High
atop the current list of right-wing talking points is crime in
America’s cities, particularly ones governed by Democrats. Conservatives
link the issue to everything from illegal immigration and border
security to stricter gun control, law-enforcement spending cuts, and the
refusal to employ National Guard troops. Some blame city crime on
Democrats who want to help Ukraine fight Russia on the far edge of Europe instead of admitting trouble in their districts at home.
Since at least the 2016 presidential election, conservatives have pointed to crime rates in Chicago
as evidence that Democratic and minority leaders there are purposefully
soft on crime and are wrong in their refusals to deploy the National
Guard or using controversial policing methods like stop-and-frisk. Republicans also say that in other cities where Black Lives Matter protests in 2020 turned riotous—sometimes through instigation by white supremacists—more Democratic governors should have sent in their Guard troops, as Trump did, controversially in Washington, D.C.
So,
on Tuesday, in a speech meant for the ears of Republican primary
voters, Trump said the next American president should send the National
Guard to Chicago. That would require, at minimum, invoking the
Insurrection Act, which is supposed to be reserved for natural disaster
or civil violence “to such an extent that the constituted authorities of
the State or possession are incapable of maintaining public order.” But
it also would ignore the Illinois governor, the 1878 Posse Comitatus
Act, and the advice of top National Guard generals who strongly resist
federalization. (We’ve been through this debate before.)

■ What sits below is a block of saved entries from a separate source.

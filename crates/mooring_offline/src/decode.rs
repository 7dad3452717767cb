//! Materializing live objects from network responses and disk snapshots.

use mooring_codec::{CodecError, CodecResult, ObjectDecoder, ObjectKey, Pointer, PointerDecoder};
use mooring_core::{MooringError, MooringResult, ObjectRegistry, ObjectState, SyncObject};
use serde_json::{Map, Value as Json};
use std::sync::Arc;

/// Decodes embedded full objects into registry objects, merging their
/// fields so every handle on the identity sees them.
pub struct RegistryDecoder<'a> {
    registry: &'a ObjectRegistry,
}

impl<'a> RegistryDecoder<'a> {
    /// Creates a decoder resolving identities through `registry`.
    pub fn new(registry: &'a ObjectRegistry) -> Self {
        Self { registry }
    }

    /// Decodes one full object from a query or fetch response.
    ///
    /// # Errors
    ///
    /// Returns an error if the object lacks an id or its fields fail to
    /// decode.
    pub fn decode_full(
        &self,
        class_name: &str,
        json: &Map<String, Json>,
        complete: bool,
    ) -> MooringResult<Arc<SyncObject>> {
        let object_id = json
            .get("objectId")
            .and_then(Json::as_str)
            .ok_or_else(|| MooringError::illegal_argument("server object without objectId"))?;
        let object = self.registry.get_or_create(class_name, object_id)?;
        object.handle_fetch_result(json, self, complete)?;
        Ok(object)
    }
}

impl ObjectDecoder for RegistryDecoder<'_> {
    fn decode_object(&self, class_name: &str, json: &Map<String, Json>) -> CodecResult<Pointer> {
        let pointer = PointerDecoder.decode_object(class_name, json)?;
        if pointer.key.object_id().is_some() {
            self.decode_full(class_name, json, false)
                .map_err(|e| CodecError::decoding_failed(e.to_string()))?;
        }
        Ok(pointer)
    }
}

/// Identity recorded in a snapshot produced by `SyncObject::to_snapshot`.
pub(crate) fn snapshot_identity(snapshot: &Json) -> MooringResult<(String, Vec<ObjectKey>)> {
    let class_name = snapshot
        .get("className")
        .and_then(Json::as_str)
        .ok_or_else(|| MooringError::illegal_argument("snapshot without className"))?;
    let mut keys = Vec::new();
    if let Some(id) = snapshot.get("objectId").and_then(Json::as_str) {
        keys.push(ObjectKey::ObjectId(id.to_string()));
    }
    if let Some(id) = snapshot.get("__localId").and_then(Json::as_str) {
        keys.push(ObjectKey::LocalId(id.to_string()));
    }
    if keys.is_empty() {
        return Err(MooringError::illegal_argument(
            "snapshot has neither objectId nor local id",
        ));
    }
    Ok((class_name.to_string(), keys))
}

/// Returns the live object for a snapshot's identity, creating and
/// registering an empty one if none is live. The flag is `true` when the
/// object already existed.
pub(crate) fn live_for_snapshot(
    registry: &ObjectRegistry,
    snapshot: &Json,
) -> MooringResult<(Arc<SyncObject>, bool)> {
    let (class_name, keys) = snapshot_identity(snapshot)?;
    for key in &keys {
        let pointer = Pointer {
            class_name: class_name.clone(),
            key: key.clone(),
        };
        if let Some(live) = registry.get(&pointer) {
            return Ok((live, true));
        }
    }
    let object = match keys.iter().find_map(ObjectKey::object_id) {
        Some(id) => registry.get_or_create(&class_name, id)?,
        None => SyncObject::from_state(ObjectState::builder(class_name).build()?),
    };
    Ok((object, false))
}

/// Loads a snapshot into a live object and registers it under every
/// identity the snapshot carries.
pub(crate) fn object_from_snapshot(
    registry: &ObjectRegistry,
    snapshot: &Json,
) -> MooringResult<Arc<SyncObject>> {
    let (object, _) = live_for_snapshot(registry, snapshot)?;
    object.merge_snapshot(snapshot, &PointerDecoder)?;
    Ok(registry.register(&object))
}

#[cfg(test)]
mod tests {
    use super::*;
    use mooring_codec::Value;
    use serde_json::json;

    #[test]
    fn embedded_objects_merge_into_registry() {
        let registry = ObjectRegistry::new();
        let decoder = RegistryDecoder::new(&registry);
        let post = decoder
            .decode_full(
                "Post",
                json!({
                    "objectId": "p1",
                    "author": {
                        "__type": "Object",
                        "className": "_User",
                        "objectId": "u1",
                        "name": "ann",
                    },
                })
                .as_object()
                .unwrap(),
                true,
            )
            .unwrap();

        assert_eq!(
            post.get("author").unwrap(),
            Some(Value::Pointer(Pointer::new("_User", "u1")))
        );
        let author = registry.get(&Pointer::new("_User", "u1")).unwrap();
        assert_eq!(author.get("name").unwrap(), Some(Value::from("ann")));
    }

    #[test]
    fn snapshots_restore_identity() {
        let registry = ObjectRegistry::new();
        let original = SyncObject::new("Post").unwrap();
        original.set_local_id("local_00000000000000ab").unwrap();
        original.put("title", "draft").unwrap();
        let snapshot = original.to_snapshot();
        drop(original);

        let restored = object_from_snapshot(&registry, &snapshot).unwrap();
        assert_eq!(restored.local_id().as_deref(), Some("local_00000000000000ab"));
        assert_eq!(restored.get("title").unwrap(), Some(Value::from("draft")));
        assert!(Arc::ptr_eq(
            &registry.get(&Pointer::local("Post", "local_00000000000000ab")).unwrap(),
            &restored
        ));
    }
}
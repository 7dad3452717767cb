//! Access control lists and read/write visibility checks.

use crate::class::USER_CLASS;
use crate::error::{MooringError, MooringResult};
use crate::local_id::is_local_id;
use crate::object::SyncObject;
use mooring_codec::{ObjectKey, Value};
use std::collections::{BTreeMap, BTreeSet};

/// Field holding an object's ACL.
pub const ACL_KEY: &str = "ACL";

const PUBLIC_KEY: &str = "*";
const ROLE_PREFIX: &str = "role:";

/// Read and write flags for one principal.
#[derive(Debug, Clone, Copy, Default, PartialEq, Eq)]
pub struct Permissions {
    /// Read access.
    pub read: bool,
    /// Write access.
    pub write: bool,
}

/// An access control list.
///
/// Principals are the public (`*`), users keyed by object id (or by local
/// id while unsaved) and roles (`role:<name>`). The REST form is
/// `{"*":{"read":true},"<userId>":{"write":true}}`.
#[derive(Debug, Clone, Default, PartialEq, Eq)]
pub struct Acl {
    entries: BTreeMap<String, Permissions>,
}

impl Acl {
    /// Creates an ACL granting nothing.
    pub fn new() -> Self {
        Self::default()
    }

    /// Creates an ACL granting read and write to a single user.
    pub fn for_user(user: &ObjectKey) -> Self {
        let mut acl = Self::new();
        acl.set_read_access(user, true);
        acl.set_write_access(user, true);
        acl
    }

    fn set(&mut self, principal: String, update: impl FnOnce(&mut Permissions)) {
        let mut permissions = self.entries.get(&principal).copied().unwrap_or_default();
        update(&mut permissions);
        if permissions == Permissions::default() {
            self.entries.remove(&principal);
        } else {
            self.entries.insert(principal, permissions);
        }
    }

    fn get(&self, principal: &str) -> Permissions {
        self.entries.get(principal).copied().unwrap_or_default()
    }

    /// Sets public read access.
    pub fn set_public_read_access(&mut self, allowed: bool) {
        self.set(PUBLIC_KEY.to_string(), |p| p.read = allowed);
    }

    /// Sets public write access.
    pub fn set_public_write_access(&mut self, allowed: bool) {
        self.set(PUBLIC_KEY.to_string(), |p| p.write = allowed);
    }

    /// Public read access.
    pub fn public_read_access(&self) -> bool {
        self.get(PUBLIC_KEY).read
    }

    /// Public write access.
    pub fn public_write_access(&self) -> bool {
        self.get(PUBLIC_KEY).write
    }

    /// Sets read access for a user.
    pub fn set_read_access(&mut self, user: &ObjectKey, allowed: bool) {
        self.set(user.as_str().to_string(), |p| p.read = allowed);
    }

    /// Sets write access for a user.
    pub fn set_write_access(&mut self, user: &ObjectKey, allowed: bool) {
        self.set(user.as_str().to_string(), |p| p.write = allowed);
    }

    /// Read access granted explicitly to a user.
    pub fn read_access(&self, user: &ObjectKey) -> bool {
        self.get(user.as_str()).read
    }

    /// Write access granted explicitly to a user.
    pub fn write_access(&self, user: &ObjectKey) -> bool {
        self.get(user.as_str()).write
    }

    /// Sets read access for a role.
    pub fn set_role_read_access(&mut self, role: &str, allowed: bool) {
        self.set(format!("{ROLE_PREFIX}{role}"), |p| p.read = allowed);
    }

    /// Sets write access for a role.
    pub fn set_role_write_access(&mut self, role: &str, allowed: bool) {
        self.set(format!("{ROLE_PREFIX}{role}"), |p| p.write = allowed);
    }

    /// Read access granted to a role.
    pub fn role_read_access(&self, role: &str) -> bool {
        self.get(&format!("{ROLE_PREFIX}{role}")).read
    }

    /// Write access granted to a role.
    pub fn role_write_access(&self, role: &str) -> bool {
        self.get(&format!("{ROLE_PREFIX}{role}")).write
    }

    /// Whether any user is keyed by a local id.
    pub fn has_unresolved_user(&self) -> bool {
        self.entries.keys().any(|k| is_local_id(k))
    }

    /// Rewrites the entry of a user saved since the ACL was built.
    pub fn resolve_user(&mut self, local_id: &str, object_id: &str) {
        if let Some(permissions) = self.entries.remove(local_id) {
            self.entries.insert(object_id.to_string(), permissions);
        }
    }

    fn grants(
        &self,
        user: Option<&ObjectKey>,
        roles: &BTreeSet<String>,
        pick: fn(Permissions) -> bool,
    ) -> bool {
        if pick(self.get(PUBLIC_KEY)) {
            return true;
        }
        if user.is_some_and(|u| pick(self.get(u.as_str()))) {
            return true;
        }
        roles
            .iter()
            .any(|role| pick(self.get(&format!("{ROLE_PREFIX}{role}"))))
    }

    /// Converts to the field value stored on objects.
    pub fn to_value(&self) -> Value {
        Value::Map(
            self.entries
                .iter()
                .map(|(principal, p)| {
                    let mut flags = BTreeMap::new();
                    if p.read {
                        flags.insert("read".to_string(), Value::Bool(true));
                    }
                    if p.write {
                        flags.insert("write".to_string(), Value::Bool(true));
                    }
                    (principal.clone(), Value::Map(flags))
                })
                .collect(),
        )
    }

    /// Parses the field value stored on objects.
    ///
    /// # Errors
    ///
    /// Returns [`MooringError::IllegalArgument`] if `value` is not an ACL map.
    pub fn from_value(value: &Value) -> MooringResult<Acl> {
        let map = value
            .as_map()
            .ok_or_else(|| MooringError::illegal_argument("ACL must be a map"))?;
        let mut acl = Acl::new();
        for (principal, flags) in map {
            let flags = flags.as_map().ok_or_else(|| {
                MooringError::illegal_argument(format!("ACL entry for {principal} must be a map"))
            })?;
            let flag = |name: &str| flags.get(name).and_then(Value::as_bool).unwrap_or(false);
            let permissions = Permissions {
                read: flag("read"),
                write: flag("write"),
            };
            if permissions != Permissions::default() {
                acl.entries.insert(principal.clone(), permissions);
            }
        }
        Ok(acl)
    }
}

/// The acting principal for visibility checks.
#[derive(Debug, Clone, Default, PartialEq, Eq)]
pub struct AccessContext {
    user: Option<ObjectKey>,
    roles: BTreeSet<String>,
}

impl AccessContext {
    /// A context with no user and no roles.
    pub fn anonymous() -> Self {
        Self::default()
    }

    /// A context acting as `user`.
    pub fn for_user(user: ObjectKey) -> Self {
        Self {
            user: Some(user),
            roles: BTreeSet::new(),
        }
    }

    /// Adds roles the acting user holds.
    #[must_use]
    pub fn with_roles(mut self, roles: impl IntoIterator<Item = String>) -> Self {
        self.roles.extend(roles);
        self
    }

    /// The acting user.
    pub fn user(&self) -> Option<&ObjectKey> {
        self.user.as_ref()
    }

    fn is_object_itself(&self, object: &SyncObject) -> bool {
        let Some(user) = &self.user else {
            return false;
        };
        if object.class_name() != USER_CLASS {
            return false;
        }
        match user {
            ObjectKey::ObjectId(id) => object.object_id().as_deref() == Some(id.as_str()),
            ObjectKey::LocalId(id) => object.local_id().as_deref() == Some(id.as_str()),
        }
    }

    fn allows(&self, object: &SyncObject, pick: fn(Permissions) -> bool) -> bool {
        if self.is_object_itself(object) {
            return true;
        }
        match object.acl() {
            Ok(None) => true,
            Ok(Some(acl)) => acl.grants(self.user.as_ref(), &self.roles, pick),
            Err(_) => false,
        }
    }

    /// Whether the acting user may read `object`.
    pub fn can_read(&self, object: &SyncObject) -> bool {
        self.allows(object, |p| p.read)
    }

    /// Whether the acting user may write `object`.
    pub fn can_write(&self, object: &SyncObject) -> bool {
        self.allows(object, |p| p.write)
    }
}

#[cfg(test)]
mod tests {
    use super::*;

    #[test]
    fn permissions_round_trip_through_field_value() {
        let mut acl = Acl::new();
        acl.set_public_read_access(true);
        acl.set_write_access(&ObjectKey::ObjectId("u1".into()), true);
        acl.set_role_read_access("Admins", true);

        let parsed = Acl::from_value(&acl.to_value()).unwrap();
        assert_eq!(parsed, acl);
        assert!(parsed.public_read_access());
        assert!(!parsed.public_write_access());
        assert!(parsed.role_read_access("Admins"));
    }

    #[test]
    fn revoking_everything_drops_the_entry() {
        let user = ObjectKey::ObjectId("u1".into());
        let mut acl = Acl::for_user(&user);
        acl.set_read_access(&user, false);
        acl.set_write_access(&user, false);
        assert_eq!(acl, Acl::new());
    }

    #[test]
    fn grants_through_user_role_or_public() {
        let user = ObjectKey::ObjectId("u1".into());
        let roles: BTreeSet<String> = ["Mods".to_string()].into();

        let mut acl = Acl::new();
        assert!(!acl.grants(Some(&user), &roles, |p| p.read));

        acl.set_role_read_access("Mods", true);
        assert!(acl.grants(Some(&user), &roles, |p| p.read));
        assert!(!acl.grants(Some(&user), &BTreeSet::new(), |p| p.read));

        acl.set_public_read_access(true);
        assert!(acl.grants(None, &BTreeSet::new(), |p| p.read));
    }

    #[test]
    fn write_checks_on_objects() {
        let post = SyncObject::new("Post").unwrap();
        let anyone = AccessContext::anonymous();
        assert!(anyone.can_write(&post));

        let mut acl = Acl::new();
        acl.set_public_read_access(true);
        acl.set_role_write_access("Editors", true);
        post.set_acl(&acl).unwrap();
        assert!(acl.role_write_access("Editors"));
        assert!(anyone.can_read(&post));
        assert!(!anyone.can_write(&post));

        let editor = AccessContext::for_user(ObjectKey::ObjectId("u1".into()))
            .with_roles(["Editors".to_string()]);
        assert!(editor.can_write(&post));

        acl.set_public_write_access(true);
        post.set_acl(&acl).unwrap();
        assert!(anyone.can_write(&post));
    }

    #[test]
    fn users_may_always_write_themselves() {
        let user = SyncObject::new(USER_CLASS).unwrap();
        user.set_local_id("local_00000000000000bb").unwrap();
        user.set_acl(&Acl::new()).unwrap();
        let me = AccessContext::for_user(ObjectKey::LocalId("local_00000000000000bb".into()));
        assert!(me.can_write(&user));
        assert!(!AccessContext::anonymous().can_write(&user));
    }

    #[test]
    fn unresolved_users_resolve_in_place() {
        let local = ObjectKey::LocalId("local_00000000000000aa".into());
        let mut acl = Acl::for_user(&local);
        assert!(acl.has_unresolved_user());
        acl.resolve_user("local_00000000000000aa", "srv1");
        assert!(!acl.has_unresolved_user());
        assert!(acl.write_access(&ObjectKey::ObjectId("srv1".into())));
    }
}
/// Byte-store key of the persisted installation id.
pub const INSTALLATION_ID_KEY: &str = "installation_id";

/// Selects which singleton a [`CurrentController`] manages.
pub trait CurrentKind: Send + Sync + 'static {
    /// Class of the managed object.
    const CLASS_NAME: &'static str;
    /// Byte-store key of the persisted record.
    const STORAGE_KEY: &'static str;
    /// Whether replacing the current object logs the old one out.
    const LOGS_OUT: bool;
}

/// The current user.
#[derive(Debug)]
pub struct UserKind;

impl CurrentKind for UserKind {
    const CLASS_NAME: &'static str = USER_CLASS;
    const STORAGE_KEY: &'static str = "current_user";
    const LOGS_OUT: bool = true;
}

/// The current installation.
#[derive(Debug)]
pub struct InstallationKind;

impl CurrentKind for InstallationKind {
    const CLASS_NAME: &'static str = INSTALLATION_CLASS;
    const STORAGE_KEY: &'static str = "current_installation";
    const LOGS_OUT: bool = false;
}

/// Current-user controller.
pub type CurrentUserController = CurrentController<UserKind>;

/// Current-installation controller.
pub type CurrentInstallationController = CurrentController<InstallationKind>;

#[derive(Debug, Serialize, Deserialize)]
struct StoredCurrent {
    /// Object snapshot, as JSON text.
    snapshot: String,
    lazy: bool,
}

#[derive(Debug, Clone)]
struct Loaded {
    object: Arc<SyncObject>,
    lazy: bool,
}

type SharedLoad = Shared<BoxFuture<'static, MooringResult<Option<Loaded>>>>;

#[derive(Default)]
struct Slot {
    current: Option<Arc<SyncObject>>,
    loaded: bool,
    lazy: bool,
    matches_disk: bool,
    /// Bumped by every set or clear; a disk read that finishes under an
    /// older generation is discarded.
    generation: u64,
    in_flight: Option<(u64, SharedLoad)>,
}

fn check(cancel: &CancellationToken) -> MooringResult<()> {
    if cancel.is_cancelled() {
        Err(MooringError::Cancelled)
    } else {
        Ok(())
    }
}

fn task_failed(e: tokio::task::JoinError) -> MooringError {
    MooringError::persist_failed(format!("current object task failed: {e}"))
}

fn read_record(
    bytes: &dyn ByteStore,
    registry: &ObjectRegistry,
    key: &str,
    class_name: &str,
) -> MooringResult<Option<Loaded>> {
    let Some(data) = bytes.read(key)? else {
        return Ok(None);
    };
    let stored: StoredCurrent = from_cbor_record(&data)?;
    let snapshot: Json = serde_json::from_str(&stored.snapshot)
        .map_err(|e| MooringError::persist_failed(format!("corrupt {key} record: {e}")))?;
    let object = if snapshot_identity(&snapshot).is_ok() {
        object_from_snapshot(registry, &snapshot)?
    } else {
        // Never saved and never referenced: no identity to register.
        let object = SyncObject::from_state(ObjectState::builder(class_name).build()?);
        object.merge_snapshot(&snapshot, &PointerDecoder)?;
        object
    };
    if object.class_name() != class_name {
        return Err(MooringError::persist_failed(format!(
            "{key} holds a {} object",
            object.class_name()
        )));
    }
    Ok(Some(Loaded {
        object,
        lazy: stored.lazy,
    }))
}

fn session_token(object: &SyncObject) -> Option<String> {
    object
        .estimated("sessionToken")
        .and_then(|v| v.as_text().map(str::to_string))
}

/// Memory and disk cache of one singleton object.
pub struct CurrentController<K: CurrentKind> {
    bytes: Arc<dyn ByteStore>,
    registry: Arc<ObjectRegistry>,
    executor: Arc<dyn CommandExecutor>,
    slot: Mutex<Slot>,
    task_lock: tokio::sync::Mutex<()>,
    device_type: String,
    time_zone: String,
    installation_id: Arc<Mutex<Option<String>>>,
    _kind: PhantomData<K>,
}

impl<K: CurrentKind> std::fmt::Debug for CurrentController<K> {
    fn fmt(&self, f: &mut std::fmt::Formatter<'_>) -> std::fmt::Result {
        let slot = self.slot.lock();
        f.debug_struct("CurrentController")
            .field("class", &K::CLASS_NAME)
            .field("loaded", &slot.loaded)
            .field("matches_disk", &slot.matches_disk)
            .finish_non_exhaustive()
    }
}

impl<K: CurrentKind> CurrentController<K> {
    /// Creates a controller persisting to `bytes`. New installations take
    /// their device type and time zone from `config`.
    pub fn new(
        bytes: Arc<dyn ByteStore>,
        registry: Arc<ObjectRegistry>,
        executor: Arc<dyn CommandExecutor>,
        config: &MooringConfig,
    ) -> Self {
        Self {
            bytes,
            registry,
            executor,
            slot: Mutex::new(Slot::default()),
            task_lock: tokio::sync::Mutex::new(()),
            device_type: config.device_type.clone(),
            time_zone: config.time_zone.clone(),
            installation_id: Arc::new(Mutex::new(None)),
            _kind: PhantomData,
        }
    }

    fn load_from_disk(&self) -> BoxFuture<'static, MooringResult<Option<Loaded>>> {
        let bytes = Arc::clone(&self.bytes);
        let registry = Arc::clone(&self.registry);
        async move {
            tokio::task::spawn_blocking(move || {
                read_record(bytes.as_ref(), &registry, K::STORAGE_KEY, K::CLASS_NAME)
            })
            .await
            .map_err(task_failed)?
        }
        .boxed()
    }

    /// The current object, reading it from disk on first use.
    ///
    /// # Errors
    ///
    /// - [`MooringError::Cancelled`] if `cancel` fired before the disk read
    /// - an error if the record cannot be read or decoded
    pub async fn get_async(
        &self,
        cancel: &CancellationToken,
    ) -> MooringResult<Option<Arc<SyncObject>>> {
        let (generation, load) = {
            let mut slot = self.slot.lock();
            if slot.loaded {
                return Ok(slot.current.clone());
            }
            check(cancel)?;
            match &slot.in_flight {
                Some((generation, load)) => (*generation, load.clone()),
                None => {
                    let load = self.load_from_disk().shared();
                    slot.in_flight = Some((slot.generation, load.clone()));
                    (slot.generation, load)
                }
            }
        };

        let result = load.await;
        let mut slot = self.slot.lock();
        if slot.generation != generation {
            // Replaced while reading; the newer state wins.
            if slot.loaded {
                return Ok(slot.current.clone());
            }
            return result.map(|loaded| loaded.map(|l| l.object));
        }
        slot.in_flight = None;
        let loaded = result?;
        slot.loaded = true;
        slot.matches_disk = true;
        slot.lazy = loaded.as_ref().is_some_and(|l| l.lazy);
        slot.current = loaded.map(|l| l.object);
        tracing::debug!(
            class = K::CLASS_NAME,
            found = slot.current.is_some(),
            "current object loaded from disk",
        );
        Ok(slot.current.clone())
    }

    /// Makes `object` current and persists it. The previous current object
    /// is logged out first when this kind logs out; failures there are
    /// ignored.
    ///
    /// # Errors
    ///
    /// Returns [`MooringError::Cancelled`] if `cancel` fired first. A
    /// persistence failure is not an error: the object stays current and
    /// [`CurrentController::matches_disk`] reports `false`.
    pub async fn set_async(
        &self,
        object: Arc<SyncObject>,
        cancel: &CancellationToken,
    ) -> MooringResult<()> {
        self.install(object, false, cancel).await
    }

    async fn install(
        &self,
        object: Arc<SyncObject>,
        lazy: bool,
        cancel: &CancellationToken,
    ) -> MooringResult<()> {
        check(cancel)?;
        if object.class_name() != K::CLASS_NAME {
            return Err(MooringError::illegal_argument(format!(
                "expected a {} object, got {}",
                K::CLASS_NAME,
                object.class_name()
            )));
        }
        let _task = self.task_lock.lock().await;
        if K::LOGS_OUT {
            match self.get_async(cancel).await {
                Ok(Some(previous)) if !Arc::ptr_eq(&previous, &object) => {
                    self.log_out_entity(&previous, cancel).await;
                }
                Ok(_) => {}
                Err(e) => tracing::debug!(
                    class = K::CLASS_NAME,
                    error = %e,
                    "previous current object unreadable",
                ),
            }
        }
        check(cancel)?;

        let generation = {
            let mut slot = self.slot.lock();
            slot.generation += 1;
            slot.in_flight = None;
            slot.current = Some(Arc::clone(&object));
            slot.loaded = true;
            slot.lazy = lazy;
            slot.matches_disk = false;
            slot.generation
        };

        let stored = self.persist(&object, lazy).await;
        let mut slot = self.slot.lock();
        if slot.generation == generation {
            slot.matches_disk = stored;
        }
        Ok(())
    }

    async fn persist(&self, object: &SyncObject, lazy: bool) -> bool {
        let stored = StoredCurrent {
            snapshot: object.to_snapshot().to_string(),
            lazy,
        };
        let bytes = Arc::clone(&self.bytes);
        let written = tokio::task::spawn_blocking(move || -> MooringResult<()> {
            bytes.write(K::STORAGE_KEY, &to_cbor_record(&stored)?)?;
            Ok(())
        })
        .await
        .map_err(task_failed)
        .and_then(|r| r);
        match written {
            Ok(()) => true,
            Err(e) => {
                tracing::warn!(class = K::CLASS_NAME, error = %e, "current object not persisted");
                false
            }
        }
    }

    async fn log_out_entity(&self, object: &SyncObject, cancel: &CancellationToken) {
        let Some(token) = session_token(object) else {
            return;
        };
        if let Err(e) = self.executor.execute(&RestCommand::log_out(&token), cancel).await {
            tracing::debug!(
                class = K::CLASS_NAME,
                error = %e,
                "log out of previous current object failed",
            );
        }
    }

    /// Whether a current object exists in memory or on disk.
    ///
    /// # Errors
    ///
    /// As [`CurrentController::get_async`].
    pub async fn exists_async(&self, cancel: &CancellationToken) -> MooringResult<bool> {
        Ok(self.get_async(cancel).await?.is_some())
    }

    /// Whether `object` is the in-memory current object.
    pub fn is_current(&self, object: &SyncObject) -> bool {
        self.slot
            .lock()
            .current
            .as_ref()
            .is_some_and(|current| std::ptr::eq(Arc::as_ptr(current), object))
    }

    /// Whether the in-memory current object was lazily created.
    pub fn is_lazy(&self) -> bool {
        self.slot.lock().lazy
    }

    /// Forgets the in-memory copy; the next read goes to disk.
    pub fn clear_from_memory(&self) {
        let mut slot = self.slot.lock();
        let generation = slot.generation + 1;
        *slot = Slot {
            generation,
            ..Slot::default()
        };
    }

    /// Forgets the in-memory copy and deletes the persisted record.
    ///
    /// # Errors
    ///
    /// Returns an error if the record cannot be deleted.
    pub async fn clear_from_disk(&self, cancel: &CancellationToken) -> MooringResult<()> {
        check(cancel)?;
        let _task = self.task_lock.lock().await;
        self.clear_from_memory();
        let bytes = Arc::clone(&self.bytes);
        tokio::task::spawn_blocking(move || bytes.delete(K::STORAGE_KEY))
            .await
            .map_err(task_failed)??;
        Ok(())
    }

    /// Whether the in-memory object is known to match the persisted record.
    pub fn matches_disk(&self) -> bool {
        self.slot.lock().matches_disk
    }
}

And that’s how extreme partisan politics could change the U.S. military forever, if Americans want.
“This
cannot go on anymore,” Trump said. “Every other approach has been
considerably tried, and they tried the weak approach, they’ve been
trying it for years... It’s not working. It’s time to go a different
direction. And only one option remains. The next president needs to send
the National Guard to the most dangerous neighborhoods in Chicago until
safety can be restored.”
The troops would be mobilized not just
against criminals and disturbers of the peace, but against homeless and
mentally unstable people, he said.
“We have to take back our
streets and public spaces from the homeless, the drug addicted, and the
dangerously deranged. What’s happened to our cities?” he said. “We’re
living in such a different country for one primary reason: there is no
longer respect for the law and there certainly is no order. Our country
is now a cesspool of crime.”
And who is to blame? Not the pandemic, which closed many homeless shelters and housing, or a nationwide housing shortage stoked by income inequality and local zoning policies. No; “We have blood, death, and suffering on a scale once unthinkable because of the Democrat [sic] Party’s effort to destroy and dismantle law enforcement all throughout America. It has to stop, and it has to stop now.”
Then Trump said he would create a crime-free society.
“We
believe that every citizen of every background should be able to walk
anywhere in this nation at any hour of the day without even the thought
of being victimized by violent crime,” he said. To build this
utopia, America’s leaders must “be tough and be nasty and be mean, if we
have to.”
The crowd’s applause swelled.
Trump reiterated a debunked claim
that he broke up encampments in Washington when he was in the White
House; he lamented seeing them as he returned this week. He called them
an embarrassment, especially when foreign leaders visit. “It leaves such
a bad impression. They go home and say, ‘What kind of country has the
United States turned into?’”
His response: make the homeless disappear.
“Perhaps
some people will not like hearing this, but the only way you’re going
to remove the hundreds of thousands of people, and maybe throughout our
nation millions of people,...is open up large parcels of inexpensive
land in the outer reaches of the cities, bring in medical
professionals…build permanent bathrooms and other facilities, make ‘em
good, make ‘em hard, but build them fast, and build thousands and
thousands of high-quality tents, which can be done in one day. One day.
You have to move people out.”
People cheered.
“Some people say, ‘Well, that’s horrible,’ but no, what’s horrible is what’s happening now,” he said.
Trump said it would help drive “the ambition of these people” to not be homeless. “I want to save our cities.”
He
may want to, but at a cost that military and security professionals
should consider and talk more about. Each passing day, Trump seems less
likely to win the Republican primary, much less the presidency, without
the support of Murdoch’s newspapers or GOP donors. But Trumpism’s
authoritarian views of federal power, use of troops, and law enforcement
most certainly will live on, whether in the Republicans’ expected
retaking of the House of Representatives in November’s midterm
elections, or in the 2024 primary for the presidency.
It’s not just control of the House that’s on the ballot; it’s control of the U.S. military.